→ WHAT THE TASK REQUIRES:
Filter the entries and keep only the lines where the string "MetaMap" appears.

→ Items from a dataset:
○ ○ ○
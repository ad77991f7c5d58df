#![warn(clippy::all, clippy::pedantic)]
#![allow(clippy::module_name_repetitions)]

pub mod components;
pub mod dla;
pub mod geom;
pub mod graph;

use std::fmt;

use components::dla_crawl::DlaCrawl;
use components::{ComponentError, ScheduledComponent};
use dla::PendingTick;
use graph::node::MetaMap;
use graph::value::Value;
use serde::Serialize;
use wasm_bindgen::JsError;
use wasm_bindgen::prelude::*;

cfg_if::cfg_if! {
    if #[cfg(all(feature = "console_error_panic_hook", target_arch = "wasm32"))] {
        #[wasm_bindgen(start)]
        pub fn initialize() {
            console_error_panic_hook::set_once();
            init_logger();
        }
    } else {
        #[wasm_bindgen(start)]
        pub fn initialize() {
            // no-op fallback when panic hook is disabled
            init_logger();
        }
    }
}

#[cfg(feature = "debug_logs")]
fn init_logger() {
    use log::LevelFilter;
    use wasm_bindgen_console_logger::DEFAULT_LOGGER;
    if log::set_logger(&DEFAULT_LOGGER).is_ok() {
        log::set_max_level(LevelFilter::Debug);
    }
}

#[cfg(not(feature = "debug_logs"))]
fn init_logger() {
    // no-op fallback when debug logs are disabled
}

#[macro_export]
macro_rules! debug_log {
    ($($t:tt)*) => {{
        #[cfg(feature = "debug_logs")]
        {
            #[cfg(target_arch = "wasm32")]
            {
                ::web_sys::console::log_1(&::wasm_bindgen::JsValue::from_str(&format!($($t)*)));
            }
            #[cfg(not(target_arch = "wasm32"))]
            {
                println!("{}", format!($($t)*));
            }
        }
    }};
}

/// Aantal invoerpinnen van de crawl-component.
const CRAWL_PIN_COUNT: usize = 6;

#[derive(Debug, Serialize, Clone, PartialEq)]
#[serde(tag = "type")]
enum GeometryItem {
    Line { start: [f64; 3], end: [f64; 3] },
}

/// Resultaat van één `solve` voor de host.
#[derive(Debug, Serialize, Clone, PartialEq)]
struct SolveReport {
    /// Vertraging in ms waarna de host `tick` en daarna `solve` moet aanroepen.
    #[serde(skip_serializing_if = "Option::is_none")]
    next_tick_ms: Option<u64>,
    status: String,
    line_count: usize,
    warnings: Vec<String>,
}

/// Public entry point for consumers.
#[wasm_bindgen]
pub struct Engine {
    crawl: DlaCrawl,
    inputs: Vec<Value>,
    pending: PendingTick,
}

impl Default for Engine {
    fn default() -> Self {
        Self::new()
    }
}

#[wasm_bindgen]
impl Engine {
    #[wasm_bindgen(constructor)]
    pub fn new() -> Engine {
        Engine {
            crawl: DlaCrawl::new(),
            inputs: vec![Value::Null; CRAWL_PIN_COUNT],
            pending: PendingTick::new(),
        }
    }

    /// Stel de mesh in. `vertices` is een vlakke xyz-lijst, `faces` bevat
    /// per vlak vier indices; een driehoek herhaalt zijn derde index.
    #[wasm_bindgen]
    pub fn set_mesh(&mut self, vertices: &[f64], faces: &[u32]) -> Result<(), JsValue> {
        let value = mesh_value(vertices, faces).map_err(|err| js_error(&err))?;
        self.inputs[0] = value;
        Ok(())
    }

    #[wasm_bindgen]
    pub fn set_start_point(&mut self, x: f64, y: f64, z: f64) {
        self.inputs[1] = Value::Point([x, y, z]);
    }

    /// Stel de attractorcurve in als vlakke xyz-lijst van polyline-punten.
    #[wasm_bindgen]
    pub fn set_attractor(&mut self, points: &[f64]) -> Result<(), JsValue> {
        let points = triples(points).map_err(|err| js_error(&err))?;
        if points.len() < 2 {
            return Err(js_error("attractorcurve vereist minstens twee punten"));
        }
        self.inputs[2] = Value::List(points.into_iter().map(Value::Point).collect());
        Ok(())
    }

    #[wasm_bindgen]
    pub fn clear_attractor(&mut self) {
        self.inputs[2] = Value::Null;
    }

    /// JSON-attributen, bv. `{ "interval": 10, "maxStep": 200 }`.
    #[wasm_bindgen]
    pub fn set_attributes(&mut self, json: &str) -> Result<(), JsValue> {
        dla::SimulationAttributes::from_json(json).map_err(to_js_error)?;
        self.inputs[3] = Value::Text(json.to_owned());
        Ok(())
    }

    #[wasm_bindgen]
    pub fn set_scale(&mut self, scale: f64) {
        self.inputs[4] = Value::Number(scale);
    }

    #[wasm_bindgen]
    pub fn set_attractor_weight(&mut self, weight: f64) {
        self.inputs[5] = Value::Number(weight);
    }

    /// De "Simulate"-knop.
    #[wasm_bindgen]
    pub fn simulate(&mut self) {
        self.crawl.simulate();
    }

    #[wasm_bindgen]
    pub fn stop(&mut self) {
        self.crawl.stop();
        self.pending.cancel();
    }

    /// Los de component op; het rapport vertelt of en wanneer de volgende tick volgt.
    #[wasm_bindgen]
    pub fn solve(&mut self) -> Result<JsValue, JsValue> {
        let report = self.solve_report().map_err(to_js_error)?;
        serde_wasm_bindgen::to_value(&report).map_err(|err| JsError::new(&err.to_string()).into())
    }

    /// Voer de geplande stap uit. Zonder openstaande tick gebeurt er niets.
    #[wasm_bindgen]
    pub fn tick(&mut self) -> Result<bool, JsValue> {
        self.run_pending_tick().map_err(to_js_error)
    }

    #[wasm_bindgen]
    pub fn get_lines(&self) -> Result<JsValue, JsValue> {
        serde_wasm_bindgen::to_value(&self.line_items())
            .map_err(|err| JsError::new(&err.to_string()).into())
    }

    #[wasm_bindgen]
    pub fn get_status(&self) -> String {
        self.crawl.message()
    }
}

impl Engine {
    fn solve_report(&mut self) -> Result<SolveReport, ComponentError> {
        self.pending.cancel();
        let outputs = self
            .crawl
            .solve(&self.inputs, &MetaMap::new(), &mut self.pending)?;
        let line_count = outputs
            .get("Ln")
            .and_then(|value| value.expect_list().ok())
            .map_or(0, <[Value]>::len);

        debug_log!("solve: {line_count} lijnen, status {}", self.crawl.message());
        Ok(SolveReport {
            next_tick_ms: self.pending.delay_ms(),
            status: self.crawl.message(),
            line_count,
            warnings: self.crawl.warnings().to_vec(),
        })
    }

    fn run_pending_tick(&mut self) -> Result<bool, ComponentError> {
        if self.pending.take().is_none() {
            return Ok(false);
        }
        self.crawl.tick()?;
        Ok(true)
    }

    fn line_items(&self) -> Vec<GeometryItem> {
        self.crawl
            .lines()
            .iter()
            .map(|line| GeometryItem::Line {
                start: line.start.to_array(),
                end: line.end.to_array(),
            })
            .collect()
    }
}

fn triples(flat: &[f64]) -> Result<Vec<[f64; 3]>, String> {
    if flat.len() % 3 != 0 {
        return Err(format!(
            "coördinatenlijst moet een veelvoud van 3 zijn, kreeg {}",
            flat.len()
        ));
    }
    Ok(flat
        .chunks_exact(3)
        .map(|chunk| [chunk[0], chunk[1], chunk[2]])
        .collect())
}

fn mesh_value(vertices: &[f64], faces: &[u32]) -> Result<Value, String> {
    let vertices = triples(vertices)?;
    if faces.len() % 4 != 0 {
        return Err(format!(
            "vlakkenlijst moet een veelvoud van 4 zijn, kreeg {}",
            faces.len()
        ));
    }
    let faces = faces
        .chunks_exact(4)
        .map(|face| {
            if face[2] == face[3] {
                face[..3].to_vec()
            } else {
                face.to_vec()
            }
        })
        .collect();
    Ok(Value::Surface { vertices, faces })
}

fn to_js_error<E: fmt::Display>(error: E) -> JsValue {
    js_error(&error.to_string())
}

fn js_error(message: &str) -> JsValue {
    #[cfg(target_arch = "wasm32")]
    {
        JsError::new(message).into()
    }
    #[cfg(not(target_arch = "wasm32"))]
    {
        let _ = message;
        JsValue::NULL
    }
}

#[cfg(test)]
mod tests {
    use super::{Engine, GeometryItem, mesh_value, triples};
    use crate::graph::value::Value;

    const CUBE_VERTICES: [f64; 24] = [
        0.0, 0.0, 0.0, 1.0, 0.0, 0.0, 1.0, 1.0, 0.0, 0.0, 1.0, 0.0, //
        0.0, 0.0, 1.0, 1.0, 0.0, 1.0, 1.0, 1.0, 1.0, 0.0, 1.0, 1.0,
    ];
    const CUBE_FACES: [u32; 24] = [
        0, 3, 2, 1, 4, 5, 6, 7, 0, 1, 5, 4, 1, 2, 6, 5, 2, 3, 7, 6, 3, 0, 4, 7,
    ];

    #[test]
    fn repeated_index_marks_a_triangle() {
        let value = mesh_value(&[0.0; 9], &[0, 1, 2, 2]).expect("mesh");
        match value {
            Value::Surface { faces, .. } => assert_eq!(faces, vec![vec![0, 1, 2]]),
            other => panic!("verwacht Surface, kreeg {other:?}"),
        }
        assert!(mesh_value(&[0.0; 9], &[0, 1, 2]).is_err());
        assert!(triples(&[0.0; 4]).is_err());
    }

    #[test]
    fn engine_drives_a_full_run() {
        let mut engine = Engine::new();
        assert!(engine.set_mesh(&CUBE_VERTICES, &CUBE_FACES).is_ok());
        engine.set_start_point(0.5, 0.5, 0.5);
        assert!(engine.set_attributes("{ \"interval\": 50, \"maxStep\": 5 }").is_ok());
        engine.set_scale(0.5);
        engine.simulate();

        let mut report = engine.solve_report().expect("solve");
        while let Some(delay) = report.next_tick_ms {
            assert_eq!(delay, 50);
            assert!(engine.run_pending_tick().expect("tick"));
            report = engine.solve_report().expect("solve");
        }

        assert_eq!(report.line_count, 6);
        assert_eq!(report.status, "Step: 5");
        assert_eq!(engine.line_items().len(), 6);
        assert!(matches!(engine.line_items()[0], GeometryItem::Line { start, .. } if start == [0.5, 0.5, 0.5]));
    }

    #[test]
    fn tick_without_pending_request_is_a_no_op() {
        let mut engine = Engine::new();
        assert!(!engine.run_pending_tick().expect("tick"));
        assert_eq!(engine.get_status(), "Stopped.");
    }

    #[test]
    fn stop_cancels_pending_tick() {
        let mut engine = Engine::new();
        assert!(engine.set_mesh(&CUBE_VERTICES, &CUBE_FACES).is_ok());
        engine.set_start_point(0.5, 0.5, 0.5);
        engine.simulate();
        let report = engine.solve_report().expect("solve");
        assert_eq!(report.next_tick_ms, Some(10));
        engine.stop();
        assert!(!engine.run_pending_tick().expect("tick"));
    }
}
○ ○ ○
→ YOUR RESPONSE:
use graph::node::MetaMap;
            .solve(&self.inputs, &MetaMap::new(), &mut self.pending)?;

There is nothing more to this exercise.